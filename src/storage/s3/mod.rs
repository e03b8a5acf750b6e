pub mod client_builder;

use anyhow::{Result, anyhow};
use async_channel::Sender;
use async_trait::async_trait;
use aws_sdk_s3::Client;
use aws_sdk_s3::error::SdkError;
use aws_sdk_s3::operation::RequestId;
use aws_smithy_types::error::metadata::ProvideErrorMetadata;
use std::sync::Arc;
use std::time::Duration;

use crate::config::{ClientConfig, Config};
use crate::storage::{Storage, StorageTrait};
use crate::types::error::AuditError;
use crate::types::token::PipelineCancellationToken;
use crate::types::{
    AuditStatistics, DeleteResponse, DeleteResponseDetails, ListingPage, ObjectEntry,
    ObjectHeaders, StatResult,
};

const DELETE_ACTION: &str = "delete_object";

/// Error codes that mean the session itself is unusable.
const AUTH_ERROR_CODES: &[&str] = &[
    "AccessDenied",
    "AllAccessDisabled",
    "ExpiredToken",
    "InvalidAccessKeyId",
    "InvalidToken",
    "SignatureDoesNotMatch",
];

/// How a failed store call affects the run.
#[derive(Debug, Clone, Copy, PartialEq, Eq)]
enum FailureClass {
    /// Ends the run with exit code 4.
    Fatal,
    /// Transient service error; worth another attempt.
    Retryable,
    /// Permanent for this request only (missing container, bad key, ...).
    Permanent,
}

/// Extracts the S3 error code and message from an AWS SDK error.
///
/// For service errors returns the S3 error code (e.g. "AccessDenied") and
/// the message from the response. For other error types (network, timeout,
/// construction failure) returns "N/A" and the full error description.
fn extract_sdk_error_details<E: std::fmt::Display + ProvideErrorMetadata>(
    e: &SdkError<E>,
) -> (String, String) {
    if let Some(service_err) = e.as_service_error() {
        (
            service_err.code().unwrap_or("unknown").to_string(),
            service_err.message().unwrap_or("no message").to_string(),
        )
    } else {
        ("N/A".to_string(), e.to_string())
    }
}

fn classify_error_code(is_service_error: bool, code: &str) -> FailureClass {
    if !is_service_error || AUTH_ERROR_CODES.contains(&code) {
        return FailureClass::Fatal;
    }
    match code {
        "InternalError" | "SlowDown" | "ServiceUnavailable" | "RequestTimeout" | "unknown" => {
            FailureClass::Retryable
        }
        _ => FailureClass::Permanent,
    }
}

fn classify_sdk_error<E: std::fmt::Display + ProvideErrorMetadata>(
    e: &SdkError<E>,
) -> FailureClass {
    let (code, _) = extract_sdk_error_details(e);
    classify_error_code(e.as_service_error().is_some(), &code)
}

/// Factory for the S3-backed store.
pub struct S3StorageFactory;

impl S3StorageFactory {
    pub async fn create(
        config: Config,
        client_config: ClientConfig,
        cancellation_token: PipelineCancellationToken,
        stats_sender: Sender<AuditStatistics>,
    ) -> Storage {
        let client = Arc::new(client_config.create_client().await);

        Box::new(S3Storage {
            config,
            cancellation_token,
            client,
            stats_sender,
        })
    }
}

/// Object store backed by an S3-compatible service.
///
/// A listing page is one `ListObjectsV2` call, a stat is one `HeadObject`
/// call per name and a delete is one `DeleteObject` call per name.
#[derive(Clone)]
struct S3Storage {
    config: Config,
    cancellation_token: PipelineCancellationToken,
    client: Arc<Client>,
    stats_sender: Sender<AuditStatistics>,
}

#[async_trait]
impl StorageTrait for S3Storage {
    async fn list_page(
        &self,
        container: &str,
        prefix: &str,
        marker: Option<String>,
        max_keys: i32,
    ) -> Result<ListingPage> {
        let force_retry_count = self.config.force_retry_config.force_retry_count;
        let mut last_error = String::new();

        for attempt in 0..=force_retry_count {
            if attempt > 0 {
                self.sleep_force_retry_interval().await;
            }
            if self.cancellation_token.is_cancelled() {
                return Err(anyhow!(AuditError::Cancelled));
            }

            let result = self
                .client
                .list_objects_v2()
                .bucket(container)
                .set_prefix((!prefix.is_empty()).then(|| prefix.to_string()))
                .set_continuation_token(marker.clone())
                .max_keys(max_keys)
                .send()
                .await;

            let e = match result {
                Ok(output) => {
                    let items = output
                        .contents()
                        .iter()
                        .map(|object| {
                            ObjectEntry::new(
                                object.key().unwrap_or_default(),
                                object.size().unwrap_or(0).max(0) as u64,
                            )
                        })
                        .collect();
                    let next_marker = if output.is_truncated() == Some(true) {
                        output.next_continuation_token().map(String::from)
                    } else {
                        None
                    };
                    return Ok(ListingPage::succeeded(items, next_marker));
                }
                Err(e) => e,
            };

            let (s3_error_code, s3_error_message) = extract_sdk_error_details(&e);
            match classify_sdk_error(&e) {
                FailureClass::Fatal => {
                    tracing::error!(
                        container = container,
                        prefix = prefix,
                        s3_error_code = s3_error_code,
                        s3_error_message = s3_error_message,
                        "S3 ListObjectsV2 API call failed for s3://{}/{}: {} ({}).",
                        container,
                        prefix,
                        s3_error_code,
                        s3_error_message,
                    );
                    return Err(anyhow!(AuditError::Store(format!(
                        "{s3_error_code} ({s3_error_message})"
                    )))
                    .context("aws_sdk_s3::client::list_objects_v2() failed."));
                }
                class => {
                    tracing::warn!(
                        container = container,
                        prefix = prefix,
                        attempt = attempt + 1,
                        max_attempts = force_retry_count + 1,
                        s3_error_code = s3_error_code,
                        s3_error_message = s3_error_message,
                        "S3 ListObjectsV2 attempt {}/{} failed for s3://{}/{}: {} ({}).",
                        attempt + 1,
                        force_retry_count + 1,
                        container,
                        prefix,
                        s3_error_code,
                        s3_error_message,
                    );
                    last_error = format!("{s3_error_code}: {s3_error_message}");
                    if class == FailureClass::Permanent {
                        break;
                    }
                }
            }
        }

        Ok(ListingPage::failed(last_error))
    }

    async fn stat(&self, container: &str, names: &[String]) -> Result<Vec<StatResult>> {
        let mut results = Vec::with_capacity(names.len());

        for name in names {
            let result = self
                .client
                .head_object()
                .bucket(container)
                .key(name)
                .send()
                .await;

            match result {
                Ok(output) => {
                    let headers = ObjectHeaders {
                        content_length: output.content_length().unwrap_or(0).max(0) as u64,
                        etag: output.e_tag().unwrap_or_default().to_string(),
                        content_type: output.content_type().unwrap_or_default().to_string(),
                    };
                    results.push(StatResult::found(name.as_str(), headers));
                }
                Err(e) => {
                    if e.as_service_error().is_some_and(|se| se.is_not_found()) {
                        tracing::trace!(container = container, key = name, "HeadObject: not found.");
                        results.push(StatResult::not_found(name.as_str(), "NotFound"));
                        continue;
                    }

                    let (s3_error_code, s3_error_message) = extract_sdk_error_details(&e);
                    if classify_sdk_error(&e) == FailureClass::Fatal {
                        tracing::error!(
                            container = container,
                            key = name,
                            s3_error_code = s3_error_code,
                            s3_error_message = s3_error_message,
                            "S3 HeadObject API call failed for s3://{}/{}: {} ({}).",
                            container,
                            name,
                            s3_error_code,
                            s3_error_message,
                        );
                        return Err(anyhow!(AuditError::Store(format!(
                            "{s3_error_code} ({s3_error_message})"
                        )))
                        .context("aws_sdk_s3::client::head_object() failed."));
                    }

                    tracing::debug!(
                        container = container,
                        key = name,
                        s3_error_code = s3_error_code,
                        "S3 HeadObject returned an error for s3://{}/{}.",
                        container,
                        name,
                    );
                    results.push(StatResult::not_found(
                        name.as_str(),
                        format!("{s3_error_code}: {s3_error_message}"),
                    ));
                }
            }
        }

        Ok(results)
    }

    async fn delete(&self, container: &str, names: &[String]) -> Result<Vec<DeleteResponse>> {
        let force_retry_count = self.config.force_retry_config.force_retry_count;
        let mut responses = Vec::with_capacity(names.len());

        for name in names {
            let mut response = DeleteResponse {
                success: false,
                action: DELETE_ACTION.to_string(),
                container: container.to_string(),
                object: name.clone(),
                attempts: 0,
                response: None,
                error: None,
            };

            for attempt in 0..=force_retry_count {
                if attempt > 0 {
                    self.sleep_force_retry_interval().await;
                }
                response.attempts = attempt + 1;

                match self
                    .client
                    .delete_object()
                    .bucket(container)
                    .key(name)
                    .send()
                    .await
                {
                    Ok(output) => {
                        response.success = true;
                        response.error = None;
                        response.response = Some(DeleteResponseDetails {
                            request_id: output.request_id().map(String::from),
                            version_id: output.version_id().map(String::from),
                            delete_marker: output.delete_marker().unwrap_or(false),
                        });
                        break;
                    }
                    Err(e) => {
                        let (s3_error_code, s3_error_message) = extract_sdk_error_details(&e);
                        tracing::warn!(
                            container = container,
                            key = name,
                            attempt = attempt + 1,
                            max_attempts = force_retry_count + 1,
                            s3_error_code = s3_error_code,
                            s3_error_message = s3_error_message,
                            "S3 DeleteObject attempt {}/{} failed for s3://{}/{}: {} ({}).",
                            attempt + 1,
                            force_retry_count + 1,
                            container,
                            name,
                            s3_error_code,
                            s3_error_message,
                        );
                        response.error = Some(format!("{s3_error_code}: {s3_error_message}"));
                        if classify_sdk_error(&e) != FailureClass::Retryable {
                            break;
                        }
                    }
                }
            }

            responses.push(response);
        }

        Ok(responses)
    }

    fn get_stats_sender(&self) -> Sender<AuditStatistics> {
        self.stats_sender.clone()
    }
}

impl S3Storage {
    async fn sleep_force_retry_interval(&self) {
        tokio::time::sleep(Duration::from_millis(
            self.config
                .force_retry_config
                .force_retry_interval_milliseconds,
        ))
        .await;
    }
}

+---+

Return only the exact lines from the opening of the records through the line that contains "use std::sync::Arc;", both included.

YOUR RESPONSE —
filename src/storage/s3/mod.rs
repository e03b8a5acf750b6e
pub mod client_builder;

use anyhow::{Result, anyhow};
use async_channel::Sender;
use async_trait::async_trait;
use aws_sdk_s3::Client;
use aws_sdk_s3::error::SdkError;
use aws_sdk_s3::operation::RequestId;
use aws_smithy_types::error::metadata::ProvideErrorMetadata;
use std::sync::Arc;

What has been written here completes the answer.